Search the data below for the string "TimegridResult" and copy all lines where it shows up.

- _RECORDED INFORMATION_
★ ★ ★ ★ ★
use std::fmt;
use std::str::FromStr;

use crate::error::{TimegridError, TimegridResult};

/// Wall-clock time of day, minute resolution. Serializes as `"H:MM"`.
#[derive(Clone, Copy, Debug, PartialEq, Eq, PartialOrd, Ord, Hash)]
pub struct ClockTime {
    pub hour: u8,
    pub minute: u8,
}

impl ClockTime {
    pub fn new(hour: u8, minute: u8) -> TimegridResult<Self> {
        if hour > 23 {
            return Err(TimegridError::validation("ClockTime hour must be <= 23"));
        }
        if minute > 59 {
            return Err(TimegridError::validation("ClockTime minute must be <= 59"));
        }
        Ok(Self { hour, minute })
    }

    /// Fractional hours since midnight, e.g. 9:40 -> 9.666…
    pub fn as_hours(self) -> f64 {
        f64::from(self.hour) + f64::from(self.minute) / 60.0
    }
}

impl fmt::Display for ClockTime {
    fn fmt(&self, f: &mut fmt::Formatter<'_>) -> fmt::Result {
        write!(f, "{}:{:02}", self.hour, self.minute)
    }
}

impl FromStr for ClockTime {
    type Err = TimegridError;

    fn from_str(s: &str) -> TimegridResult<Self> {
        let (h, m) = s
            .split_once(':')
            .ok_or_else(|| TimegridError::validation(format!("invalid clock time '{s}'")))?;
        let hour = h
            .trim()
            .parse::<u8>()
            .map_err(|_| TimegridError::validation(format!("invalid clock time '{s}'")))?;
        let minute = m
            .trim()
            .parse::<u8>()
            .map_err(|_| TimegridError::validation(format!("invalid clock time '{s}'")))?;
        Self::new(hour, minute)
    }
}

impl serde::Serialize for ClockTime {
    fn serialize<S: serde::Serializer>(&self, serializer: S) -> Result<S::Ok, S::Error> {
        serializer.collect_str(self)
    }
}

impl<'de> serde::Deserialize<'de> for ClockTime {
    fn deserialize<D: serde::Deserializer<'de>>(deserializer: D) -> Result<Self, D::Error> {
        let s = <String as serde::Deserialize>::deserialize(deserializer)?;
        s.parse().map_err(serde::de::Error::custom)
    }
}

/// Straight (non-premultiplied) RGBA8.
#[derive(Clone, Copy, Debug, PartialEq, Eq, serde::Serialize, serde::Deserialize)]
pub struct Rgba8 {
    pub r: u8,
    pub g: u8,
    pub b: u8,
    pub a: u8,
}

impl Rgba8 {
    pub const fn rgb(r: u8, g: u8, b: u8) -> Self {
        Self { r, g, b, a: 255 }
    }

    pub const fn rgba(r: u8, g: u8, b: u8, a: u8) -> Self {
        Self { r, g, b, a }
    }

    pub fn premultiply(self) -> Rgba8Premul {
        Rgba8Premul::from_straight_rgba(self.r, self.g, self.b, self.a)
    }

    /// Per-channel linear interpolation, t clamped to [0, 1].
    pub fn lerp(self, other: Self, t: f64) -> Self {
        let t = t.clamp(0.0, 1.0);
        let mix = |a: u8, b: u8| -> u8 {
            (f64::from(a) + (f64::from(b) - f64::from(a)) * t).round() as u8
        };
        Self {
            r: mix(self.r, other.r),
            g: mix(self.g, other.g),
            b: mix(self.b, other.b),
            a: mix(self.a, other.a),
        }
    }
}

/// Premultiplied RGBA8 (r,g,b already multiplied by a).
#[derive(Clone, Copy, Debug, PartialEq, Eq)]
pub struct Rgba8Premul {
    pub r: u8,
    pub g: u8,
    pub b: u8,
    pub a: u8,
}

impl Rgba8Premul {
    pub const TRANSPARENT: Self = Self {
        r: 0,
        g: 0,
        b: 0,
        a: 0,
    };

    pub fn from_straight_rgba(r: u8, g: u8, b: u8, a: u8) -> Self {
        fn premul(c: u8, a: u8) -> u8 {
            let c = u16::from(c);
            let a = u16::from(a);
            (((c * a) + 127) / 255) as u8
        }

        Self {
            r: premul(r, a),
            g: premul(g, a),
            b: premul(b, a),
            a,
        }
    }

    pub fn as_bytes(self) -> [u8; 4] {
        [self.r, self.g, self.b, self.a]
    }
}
★ ★ ★ ★ ★
- _RESPONSE FOR THIS EXERCISE_
use crate::error::{TimegridError, TimegridResult};
    pub fn new(hour: u8, minute: u8) -> TimegridResult<Self> {
    fn from_str(s: &str) -> TimegridResult<Self> {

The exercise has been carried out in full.